-
Bug
-
Resolution: Not a Bug
-
Normal
-
None
-
4.10.z
-
Moderate
-
No
-
Rejected
-
False
-
-
Customer Escalated
-
Description of problem:
Kube-api-server pods causing high CPU utilization after an upgrade
Version-Release number of selected component (if applicable):
4.10.55
How reproducible:
Frequently
Steps to Reproduce:
1. Upgrade an OCP cluster from 4.10.41 to 4.10.55 2. Upgrade completes successfully 3.
Actual results:
Kube-api-server pods cause high memory utilization on the node. kube-api-servers pods were restarting as well causing instability in the cluster. In addition cluster was seeing egreeeIP flapping issues.
Expected results:
Upgrade should have been smooth
Additional info:
0. Cu did the same upgrade in the env on other clusters, but they did not face any issues (They were advised to upgrade to OCP 4.10.55 since they were seeing egressIP issues on their OCP 4.10.41 clusters). 1. Customer has three master nodes (5l, 6l, and 7l) in this cluster 2. After upgrade, When they noticed high CPU utilization on 6l (causing it to restart and make cluster unstable), they migrated the VM to another ESX host and after that it was stable. 61 is currently the etcd leader. 3. But soon after they started seeing the same issue on 7l (including the api server pod restarting) 4. We noticed authentication failure messages in kube-rbac-proxy as well as in api server pods (both 7l and 5l). Restarting helped to resovle that issue in dns pod but API server pods still have those errors, but it seems they are unrelated to the issue. 5. etcd pods have had some restarts but are stable and are stable when kube API server pods are spinning more CPU. 6. We have restarted the nodel 7l, and after restart it seems it's stable, but "adm top node/pod" still show the node spiking to 100% every now and then (varies from 9% - 100%). at the same time we see kube-api server pod shooting from few hundred milli core to 2 cores.

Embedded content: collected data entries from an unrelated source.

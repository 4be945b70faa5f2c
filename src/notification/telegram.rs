//! A client for the Telegram Bot API.
//!
//! Sends messages via `POST /bot<token>/sendMessage` and files via
//! `POST /bot<token>/sendDocument`, and turns the JSON envelope returned by
//! the API into an [`Ack`] or a [`DeliveryError`].

use super::{Ack, DeliveryError, Messenger, MessengerFactory};
use crate::config::TelegramSettings;
use async_trait::async_trait;
use chrono::{DateTime, Utc};
use reqwest::multipart::{Form, Part};
use reqwest::RequestBuilder;
use serde::{Deserialize, Serialize};
use std::path::Path;
use std::time::Duration;
use tracing::{debug, error, info, instrument, warn};

/// Telegram `sendMessage` text limit, in UTF-16 code units.
pub const MESSAGE_LIMIT: usize = 4096;

const TRUNCATION_SUFFIX: &str = "\n\n[truncated]";

#[derive(Serialize)]
struct SendMessage<'a> {
    chat_id: &'a str,
    text: &'a str,
    #[serde(skip_serializing_if = "Option::is_none")]
    parse_mode: Option<&'a str>,
    #[serde(skip_serializing_if = "std::ops::Not::not")]
    disable_notification: bool,
}

/// The envelope every Bot API method answers with.
#[derive(Deserialize)]
struct ApiResponse {
    ok: bool,
    result: Option<ApiMessage>,
    description: Option<String>,
    error_code: Option<i64>,
}

#[derive(Deserialize)]
struct ApiMessage {
    message_id: i64,
    chat: ApiChat,
    date: Option<i64>,
}

#[derive(Deserialize)]
struct ApiChat {
    id: i64,
}

impl From<ApiMessage> for Ack {
    fn from(message: ApiMessage) -> Self {
        Ack {
            message_id: message.message_id,
            chat_id: message.chat.id,
            sent_at: message.date.and_then(|secs| DateTime::<Utc>::from_timestamp(secs, 0)),
        }
    }
}

/// A client bound to one bot token.
pub struct TelegramClient {
    client: reqwest::Client,
    endpoint: String,
    timeout: Duration,
    parse_mode: Option<String>,
    disable_notification: bool,
}

impl TelegramClient {
    /// Creates a new `TelegramClient` with the request timeout from `settings`.
    pub fn new(bot_token: &str, settings: &TelegramSettings) -> Result<Self, DeliveryError> {
        let timeout = settings.timeout();
        let client = reqwest::Client::builder()
            .timeout(timeout)
            .build()
            .map_err(DeliveryError::Client)?;

        Ok(Self {
            client,
            endpoint: format!(
                "{}/bot{}",
                settings.api_base_url.trim_end_matches('/'),
                bot_token
            ),
            timeout,
            parse_mode: settings.parse_mode.clone(),
            disable_notification: settings.disable_notification,
        })
    }

    fn method_url(&self, method: &str) -> String {
        format!("{}/{}", self.endpoint, method)
    }

    /// Sends the request and interprets the Bot API envelope.
    async fn execute(&self, method: &str, request: RequestBuilder) -> Result<Ack, DeliveryError> {
        let response = request.send().await.map_err(|e| {
            let err = DeliveryError::from_reqwest(e, self.timeout);
            error!(method, error = %err, "HTTP request to Telegram failed");
            err
        })?;

        let status = response.status();
        let body = response
            .text()
            .await
            .map_err(|e| DeliveryError::from_reqwest(e, self.timeout))?;

        let envelope: ApiResponse = match serde_json::from_str(&body) {
            Ok(envelope) => envelope,
            Err(_) => {
                error!(method, status = %status, body = %body, "Telegram returned a non-JSON response");
                return Err(DeliveryError::UnexpectedResponse {
                    status: status.as_u16(),
                    body,
                });
            }
        };

        if !envelope.ok {
            let code = envelope.error_code.or(Some(i64::from(status.as_u16())));
            let description = envelope
                .description
                .unwrap_or_else(|| status.to_string());
            warn!(method, ?code, description = %description, "Telegram rejected the request");
            return Err(DeliveryError::Api { code, description });
        }

        match envelope.result {
            Some(message) => {
                debug!(method, message_id = message.message_id, "Telegram acknowledged the request");
                Ok(message.into())
            }
            None => Err(DeliveryError::UnexpectedResponse {
                status: status.as_u16(),
                body,
            }),
        }
    }
}

#[async_trait]
impl Messenger for TelegramClient {
    #[instrument(skip(self, text), fields(len = utf16_len(text)))]
    async fn send_message(&self, chat_id: &str, text: &str) -> Result<Ack, DeliveryError> {
        let text = truncate_message(text, MESSAGE_LIMIT);
        let payload = SendMessage {
            chat_id,
            text: &text,
            parse_mode: self.parse_mode.as_deref(),
            disable_notification: self.disable_notification,
        };

        info!("Sending message to Telegram.");
        let request = self
            .client
            .post(self.method_url("sendMessage"))
            .json(&payload);
        self.execute("sendMessage", request).await
    }

    #[instrument(skip(self, caption))]
    async fn send_document(
        &self,
        chat_id: &str,
        path: &Path,
        caption: Option<&str>,
    ) -> Result<Ack, DeliveryError> {
        let bytes = tokio::fs::read(path)
            .await
            .map_err(|source| DeliveryError::Document {
                path: path.to_path_buf(),
                source,
            })?;
        let file_name = path
            .file_name()
            .map(|name| name.to_string_lossy().into_owned())
            .unwrap_or_else(|| "document".to_string());

        let mut form = Form::new()
            .text("chat_id", chat_id.to_string())
            .part("document", Part::bytes(bytes).file_name(file_name));
        if let Some(caption) = caption {
            form = form.text("caption", caption.to_string());
        }
        if let Some(mode) = &self.parse_mode {
            form = form.text("parse_mode", mode.clone());
        }
        if self.disable_notification {
            form = form.text("disable_notification", "true");
        }

        info!("Uploading document to Telegram.");
        let request = self
            .client
            .post(self.method_url("sendDocument"))
            .multipart(form);
        self.execute("sendDocument", request).await
    }
}

/// Connects [`TelegramClient`]s.
#[derive(Debug, Clone, Copy, Default)]
pub struct TelegramConnector;

impl MessengerFactory for TelegramConnector {
    type Messenger = TelegramClient;

    fn connect(
        &self,
        bot_token: &str,
        settings: &TelegramSettings,
    ) -> Result<TelegramClient, DeliveryError> {
        TelegramClient::new(bot_token, settings)
    }
}

/// Truncates a message to fit within the Telegram length limit, which the
/// Bot API counts in UTF-16 code units. The result never exceeds `limit`.
pub(crate) fn truncate_message(text: &str, limit: usize) -> String {
    if utf16_len(text) <= limit {
        return text.to_string();
    }
    let suffix_len = utf16_len(TRUNCATION_SUFFIX);
    if limit < suffix_len {
        return take_utf16(text, limit);
    }
    let mut truncated = take_utf16(text, limit - suffix_len);
    truncated.push_str(TRUNCATION_SUFFIX);
    truncated
}

fn utf16_len(text: &str) -> usize {
    text.chars().map(char::len_utf16).sum()
}

/// The longest prefix of whole characters within `budget` UTF-16 units.
fn take_utf16(text: &str, budget: usize) -> String {
    let mut used = 0;
    text.chars()
        .take_while(|c| {
            used += c.len_utf16();
            used <= budget
        })
        .collect()
}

Surprisingly, Prometheous dashboard shows that majority of API requests are being handled by 5l and 6l. 7. Customer is concerned that the api server pod on 7l may start restarting again causing some instability when their business opens Monday (Apr 24th) AM APAC time, so want to understand why the CPU utilization is spiking sometimes. 8. sosreport for the node 7l and pprof data for the kube-api container running on 7l are uploaded to the support case. 9. sosreport does not have much info to point out why high CPU utilization on the node / kube API server pod.